Read the full decision by the Human Rights Review Tribunal
'Nothing completely secure'
Internet New Zealand acting chief executive Andrew Cushen said Ms Hammond had taken the right steps by keeping her profile private, but said on the internet, nothing was completely secure.
It was now commonplace for employers to look up employees on the internet, Mr Cushen said, and if their profiles were public, then they were fair game.
However the fundamental privacy issues were not new.
"A couple of years ago, pre-Facebook, then the scenario would be the same if a physical photo had been taken and that photo got shared with the wrong person around the lunchroom," he said.
"These challenges aren't new, we've been dealing with them for a long time. It's just that the internet changes the way they can be felt."
Employer gained access to Facebook page
In March 2012, Ms Hammond uploaded to her Facebook page a picture of a cake made by her for a private dinner party for a close friend of hers, Jantha Gooding. Both Ms Hammond and Ms Gooding had recently left NZCU Baywide.
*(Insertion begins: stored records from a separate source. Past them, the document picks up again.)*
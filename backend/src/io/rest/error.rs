//! # REST Errors
//!
//! Every failure that reaches a client goes through [`ApiError`], which is
//! rendered as `{"status": <code>, "message": <text>}`. Handler panics and
//! unknown routes are rendered the same way.

use std::any::Any;

use axum::{
    body::Bytes,
    http::{header, HeaderMap, StatusCode},
    response::{IntoResponse, Response},
    Json,
};
use serde::de::DeserializeOwned;
use serde_json::Value;
use shared::ErrorResponse;
use thiserror::Error;
use tracing::{error, warn};

#[derive(Debug, Clone, PartialEq, Error)]
pub enum ApiError {
    /// The requested record does not exist
    #[error("{0}")]
    NotFound(String),

    /// Any store failure, reported with a fixed per-operation message
    #[error("{0}")]
    Internal(String),
}

impl ApiError {
    /// Log `source` and hide it behind the operation's message
    pub fn internal(message: &str, source: anyhow::Error) -> Self {
        error!("{}: {:#}", message, source);
        ApiError::Internal(message.to_string())
    }

    pub fn status_code(&self) -> StatusCode {
        match self {
            ApiError::NotFound(_) => StatusCode::NOT_FOUND,
            ApiError::Internal(_) => StatusCode::INTERNAL_SERVER_ERROR,
        }
    }
}

impl IntoResponse for ApiError {
    fn into_response(self) -> Response {
        let status = self.status_code();
        let body = ErrorResponse {
            status: status.as_u16(),
            message: self.to_string(),
        };
        (status, Json(body)).into_response()
    }
}

/// Decode a record body. A request without a JSON content type, or with an
/// empty body, is treated as `{}`. Anything but a JSON object, or an object
/// whose fields cannot be coerced, is reported as the operation's internal
/// error.
pub fn body_or_default<T>(headers: &HeaderMap, body: &Bytes, message: &str) -> Result<T, ApiError>
where
    T: DeserializeOwned + Default,
{
    if !has_json_content_type(headers) || body.iter().all(u8::is_ascii_whitespace) {
        return Ok(T::default());
    }

    let rejected = |reason: String| {
        warn!("Rejected request body: {}", reason);
        ApiError::Internal(message.to_string())
    };

    match serde_json::from_slice::<Value>(body) {
        Ok(object @ Value::Object(_)) => serde_json::from_value(object).map_err(|e| rejected(e.to_string())),
        Ok(other) => Err(rejected(format!("expected a JSON object, got {}", other))),
        Err(e) => Err(rejected(e.to_string())),
    }
}

// `application/json` or any `application/*+json`
fn has_json_content_type(headers: &HeaderMap) -> bool {
    let Some(content_type) = headers.get(header::CONTENT_TYPE).and_then(|v| v.to_str().ok()) else {
        return false;
    };
    let essence = content_type.split(';').next().unwrap_or_default().trim().to_ascii_lowercase();
    match essence.strip_prefix("application/") {
        Some(subtype) => subtype == "json" || subtype.ends_with("+json"),
        None => false,
    }
}

/// Fallback for requests that match no route
pub async fn route_not_found() -> ApiError {
    ApiError::NotFound("Route not found".to_string())
}

/// Response for a panicking handler, used with `CatchPanicLayer`
pub fn handle_panic(panic: Box<dyn Any + Send + 'static>) -> Response {
    let detail = if let Some(s) = panic.downcast_ref::<String>() {
        s.as_str()
    } else if let Some(s) = panic.downcast_ref::<&str>() {
        *s
    } else {
        "unknown panic payload"
    };
    error!("Handler panicked: {}", detail);

    ApiError::Internal("Internal Server Error".to_string()).into_response()
}

#[cfg(test)]
mod tests {
    use super::*;

    use shared::{AccountFields, TransactionFields};

    fn json_headers() -> HeaderMap {
        let mut headers = HeaderMap::new();
        headers.insert(header::CONTENT_TYPE, "application/json; charset=utf-8".parse().unwrap());
        headers
    }

    async fn body_of(response: Response) -> ErrorResponse {
        let bytes = axum::body::to_bytes(response.into_body(), usize::MAX).await.unwrap();
        serde_json::from_slice(&bytes).unwrap()
    }

    #[test]
    fn test_status_codes() {
        assert_eq!(ApiError::NotFound("x".to_string()).status_code(), StatusCode::NOT_FOUND);
        assert_eq!(
            ApiError::Internal("x".to_string()).status_code(),
            StatusCode::INTERNAL_SERVER_ERROR
        );
    }

    #[tokio::test]
    async fn test_not_found_body() {
        let response = ApiError::NotFound("Account not found".to_string()).into_response();
        assert_eq!(response.status(), StatusCode::NOT_FOUND);

        let body = body_of(response).await;
        assert_eq!(
            body,
            ErrorResponse {
                status: 404,
                message: "Account not found".to_string()
            }
        );
    }

    #[tokio::test]
    async fn test_internal_hides_source() {
        let err = ApiError::internal("Error retrieving accounts", anyhow::anyhow!("disk on fire"));
        let body = body_of(err.into_response()).await;

        assert_eq!(body.status, 500);
        assert_eq!(body.message, "Error retrieving accounts");
    }

    #[tokio::test]
    async fn test_panic_becomes_json_500() {
        let response = handle_panic(Box::new("boom"));
        assert_eq!(response.status(), StatusCode::INTERNAL_SERVER_ERROR);

        let body = body_of(response).await;
        assert_eq!(body.message, "Internal Server Error");
    }

    #[test]
    fn test_empty_json_body_is_empty_record() {
        for raw in ["", "  \n"] {
            let fields: AccountFields =
                body_or_default(&json_headers(), &Bytes::from(raw), "Error creating account").unwrap();
            assert_eq!(fields, AccountFields::default());
        }
    }

    #[test]
    fn test_non_json_content_type_is_empty_record() {
        let mut headers = HeaderMap::new();
        headers.insert(header::CONTENT_TYPE, "text/plain".parse().unwrap());
        let fields: TransactionFields =
            body_or_default(&headers, &Bytes::from(r#"{"amount": 5}"#), "Error creating transaction").unwrap();
        assert_eq!(fields, TransactionFields::default());

        let fields: TransactionFields =
            body_or_default(&HeaderMap::new(), &Bytes::from(r#"{"amount": 5}"#), "Error creating transaction")
                .unwrap();
        assert_eq!(fields, TransactionFields::default());
    }

    #[test]
    fn test_vendor_json_content_type_is_parsed() {
        let mut headers = HeaderMap::new();
        headers.insert(header::CONTENT_TYPE, "application/merge-patch+json".parse().unwrap());
        let fields: AccountFields =
            body_or_default(&headers, &Bytes::from(r#"{"name": "Alice"}"#), "Error updating account").unwrap();
        assert_eq!(fields.name.as_deref(), Some("Alice"));
    }

    #[test]
    fn test_only_objects_are_accepted() {
        for raw in ["[]", r#"["x", 5, "y"]"#, "null", "5", r#""name""#] {
            let result: Result<AccountFields, ApiError> =
                body_or_default(&json_headers(), &Bytes::from(raw), "Error creating account");
            assert_eq!(result, Err(ApiError::Internal("Error creating account".to_string())), "{}", raw);
        }
    }
}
In its decision, the Human Rights Review Tribunal said what would otherwise have been an unexceptional set of circumstances was transformed by two factors. First, the top of the cake had been iced with the words "NZCU F**K YOU". The privacy setting on Ms Hammond's Facebook page meant only those accepted by her as "friends" had access to the photograph.
Second, the Tribunal said NZCU Baywide gained access to the Facebook page by forcing a young employee to provide access to the page and then taking a screenshot of the cake.
That screenshot was then distributed to multiple employment agencies in the Hawke's Bay area by email which, along with contemporaneous phone calls from NZCU Baywide, warned against employing Ms Hammond.
At the same time an internal email was sent by NZCU Baywide chief executive Gavin Earle to staff disclosing information about the circumstances in which Ms Hammond had earlier resigned. NZCU Baywide also placed severe pressure on her new employer to terminate her employment.
In addition to damages, NZCU Baywide has been instructed to send a retraction to the employment consultancies it sent the Facebook image to.
The financial damages exceed the previous highest amount awarded of $40,000 and the Privacy Commission said it set a new benchmark for compensating harm caused by unlawfully disclosing personal information.